(Records from a dataset)
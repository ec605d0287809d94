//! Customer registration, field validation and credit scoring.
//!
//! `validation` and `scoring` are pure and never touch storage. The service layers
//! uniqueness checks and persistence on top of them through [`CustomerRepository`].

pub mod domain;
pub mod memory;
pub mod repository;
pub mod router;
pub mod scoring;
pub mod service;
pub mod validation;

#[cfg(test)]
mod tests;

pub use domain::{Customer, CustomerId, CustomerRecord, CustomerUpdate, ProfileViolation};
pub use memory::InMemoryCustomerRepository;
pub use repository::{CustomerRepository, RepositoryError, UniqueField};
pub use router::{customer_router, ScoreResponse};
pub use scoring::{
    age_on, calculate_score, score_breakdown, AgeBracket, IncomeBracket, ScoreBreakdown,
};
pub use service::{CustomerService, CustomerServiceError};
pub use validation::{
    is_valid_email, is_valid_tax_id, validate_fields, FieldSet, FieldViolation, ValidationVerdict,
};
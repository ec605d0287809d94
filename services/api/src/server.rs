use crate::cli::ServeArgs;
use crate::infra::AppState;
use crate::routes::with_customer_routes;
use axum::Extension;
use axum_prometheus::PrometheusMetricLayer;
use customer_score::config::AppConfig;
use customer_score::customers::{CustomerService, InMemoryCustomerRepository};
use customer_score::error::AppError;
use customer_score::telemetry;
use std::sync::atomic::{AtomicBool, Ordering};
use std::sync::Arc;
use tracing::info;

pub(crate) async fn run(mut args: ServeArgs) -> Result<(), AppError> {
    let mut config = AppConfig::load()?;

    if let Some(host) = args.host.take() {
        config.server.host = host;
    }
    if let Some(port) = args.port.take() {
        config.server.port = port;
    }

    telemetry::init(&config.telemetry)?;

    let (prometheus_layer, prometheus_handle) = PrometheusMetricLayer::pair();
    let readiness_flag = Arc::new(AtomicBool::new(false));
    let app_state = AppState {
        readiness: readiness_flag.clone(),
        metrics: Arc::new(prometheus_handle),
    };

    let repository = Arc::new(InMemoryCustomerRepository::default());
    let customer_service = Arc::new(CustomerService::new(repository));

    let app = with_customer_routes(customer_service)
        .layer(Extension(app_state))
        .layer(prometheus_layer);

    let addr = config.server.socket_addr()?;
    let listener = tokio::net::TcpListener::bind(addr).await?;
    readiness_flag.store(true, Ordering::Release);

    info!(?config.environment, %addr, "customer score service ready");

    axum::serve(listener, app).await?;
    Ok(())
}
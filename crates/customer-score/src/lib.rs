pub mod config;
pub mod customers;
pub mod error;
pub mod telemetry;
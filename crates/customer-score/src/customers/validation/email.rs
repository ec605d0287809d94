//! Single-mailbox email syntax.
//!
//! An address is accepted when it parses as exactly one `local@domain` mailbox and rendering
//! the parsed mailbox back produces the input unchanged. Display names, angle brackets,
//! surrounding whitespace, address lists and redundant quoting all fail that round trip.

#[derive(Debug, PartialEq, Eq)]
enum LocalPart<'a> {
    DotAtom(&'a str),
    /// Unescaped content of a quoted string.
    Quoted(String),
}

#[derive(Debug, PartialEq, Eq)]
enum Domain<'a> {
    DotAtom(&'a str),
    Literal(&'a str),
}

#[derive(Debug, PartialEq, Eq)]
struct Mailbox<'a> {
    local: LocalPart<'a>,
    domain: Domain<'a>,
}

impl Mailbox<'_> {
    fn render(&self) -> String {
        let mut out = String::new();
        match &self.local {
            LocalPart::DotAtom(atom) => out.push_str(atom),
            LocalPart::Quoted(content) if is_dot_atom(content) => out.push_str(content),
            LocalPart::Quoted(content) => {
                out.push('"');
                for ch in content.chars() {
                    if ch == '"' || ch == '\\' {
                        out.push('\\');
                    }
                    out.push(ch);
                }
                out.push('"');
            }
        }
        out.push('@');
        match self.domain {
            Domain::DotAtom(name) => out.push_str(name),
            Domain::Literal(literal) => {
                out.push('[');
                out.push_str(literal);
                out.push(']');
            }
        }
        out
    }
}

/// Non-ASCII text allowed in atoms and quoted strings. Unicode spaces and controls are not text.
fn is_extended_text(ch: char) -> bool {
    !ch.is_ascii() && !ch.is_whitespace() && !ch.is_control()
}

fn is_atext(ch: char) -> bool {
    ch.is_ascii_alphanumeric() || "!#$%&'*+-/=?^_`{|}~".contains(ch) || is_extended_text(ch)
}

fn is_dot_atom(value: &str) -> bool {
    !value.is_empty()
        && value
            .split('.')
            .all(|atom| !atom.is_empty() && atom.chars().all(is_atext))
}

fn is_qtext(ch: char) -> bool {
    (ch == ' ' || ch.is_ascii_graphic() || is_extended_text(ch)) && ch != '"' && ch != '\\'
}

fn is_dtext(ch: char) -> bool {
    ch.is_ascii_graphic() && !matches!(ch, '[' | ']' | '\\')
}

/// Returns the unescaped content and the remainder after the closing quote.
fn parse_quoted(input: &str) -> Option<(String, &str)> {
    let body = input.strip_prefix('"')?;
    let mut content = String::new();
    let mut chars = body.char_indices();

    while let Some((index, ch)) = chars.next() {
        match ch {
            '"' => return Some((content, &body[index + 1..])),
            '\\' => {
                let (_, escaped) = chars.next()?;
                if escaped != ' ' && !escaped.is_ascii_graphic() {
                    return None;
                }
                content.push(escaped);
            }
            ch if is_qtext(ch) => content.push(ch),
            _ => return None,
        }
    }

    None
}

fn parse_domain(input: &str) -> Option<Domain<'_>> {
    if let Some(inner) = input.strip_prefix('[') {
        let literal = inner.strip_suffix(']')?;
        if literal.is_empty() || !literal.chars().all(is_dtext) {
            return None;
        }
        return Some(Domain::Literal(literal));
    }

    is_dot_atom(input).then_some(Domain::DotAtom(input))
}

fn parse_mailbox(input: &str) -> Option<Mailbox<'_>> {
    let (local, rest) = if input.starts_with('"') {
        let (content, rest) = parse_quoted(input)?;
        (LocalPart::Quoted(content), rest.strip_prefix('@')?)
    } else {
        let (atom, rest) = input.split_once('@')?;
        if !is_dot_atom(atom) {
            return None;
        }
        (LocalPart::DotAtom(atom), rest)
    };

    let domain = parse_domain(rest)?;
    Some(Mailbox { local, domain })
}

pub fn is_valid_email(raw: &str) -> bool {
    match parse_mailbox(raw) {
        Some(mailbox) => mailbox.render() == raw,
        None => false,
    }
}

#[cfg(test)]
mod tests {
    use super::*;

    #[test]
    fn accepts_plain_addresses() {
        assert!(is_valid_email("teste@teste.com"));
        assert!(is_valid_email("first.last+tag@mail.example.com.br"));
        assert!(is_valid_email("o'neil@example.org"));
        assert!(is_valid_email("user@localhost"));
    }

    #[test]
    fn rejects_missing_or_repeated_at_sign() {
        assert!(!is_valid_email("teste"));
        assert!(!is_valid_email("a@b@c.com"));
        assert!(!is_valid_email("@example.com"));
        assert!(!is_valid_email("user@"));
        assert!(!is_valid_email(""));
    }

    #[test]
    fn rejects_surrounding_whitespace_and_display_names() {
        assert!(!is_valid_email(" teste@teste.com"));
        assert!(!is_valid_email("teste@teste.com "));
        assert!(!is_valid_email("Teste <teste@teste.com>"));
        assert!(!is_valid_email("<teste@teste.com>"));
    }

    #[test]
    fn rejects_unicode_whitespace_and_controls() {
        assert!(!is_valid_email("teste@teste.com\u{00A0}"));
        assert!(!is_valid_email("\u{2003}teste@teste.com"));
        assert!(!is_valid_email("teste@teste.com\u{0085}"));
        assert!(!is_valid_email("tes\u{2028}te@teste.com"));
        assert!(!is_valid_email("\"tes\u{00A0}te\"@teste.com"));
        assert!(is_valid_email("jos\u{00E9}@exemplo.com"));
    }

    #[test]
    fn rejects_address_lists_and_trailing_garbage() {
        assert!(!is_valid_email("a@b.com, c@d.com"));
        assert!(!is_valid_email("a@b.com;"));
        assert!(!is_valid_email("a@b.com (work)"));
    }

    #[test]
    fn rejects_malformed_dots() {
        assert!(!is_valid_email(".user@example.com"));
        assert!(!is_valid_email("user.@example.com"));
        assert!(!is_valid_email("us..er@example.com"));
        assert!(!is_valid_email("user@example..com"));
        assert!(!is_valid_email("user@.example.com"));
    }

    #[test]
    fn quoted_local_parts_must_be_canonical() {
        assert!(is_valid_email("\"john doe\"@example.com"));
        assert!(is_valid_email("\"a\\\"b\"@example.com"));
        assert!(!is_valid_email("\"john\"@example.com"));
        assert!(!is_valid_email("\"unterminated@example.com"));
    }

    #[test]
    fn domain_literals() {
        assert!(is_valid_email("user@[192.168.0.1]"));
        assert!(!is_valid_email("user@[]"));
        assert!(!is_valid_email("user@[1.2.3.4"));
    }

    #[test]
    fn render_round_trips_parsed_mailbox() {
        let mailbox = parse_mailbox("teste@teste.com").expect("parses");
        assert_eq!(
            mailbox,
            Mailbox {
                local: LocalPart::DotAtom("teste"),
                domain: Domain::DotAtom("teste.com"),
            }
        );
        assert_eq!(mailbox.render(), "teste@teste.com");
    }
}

▶ WORK ORDER:
Every line in the records above with the string "AppError" in it should be shown.

▶ TASK ANSWER:
use customer_score::error::AppError;
pub(crate) async fn run(mut args: ServeArgs) -> Result<(), AppError> {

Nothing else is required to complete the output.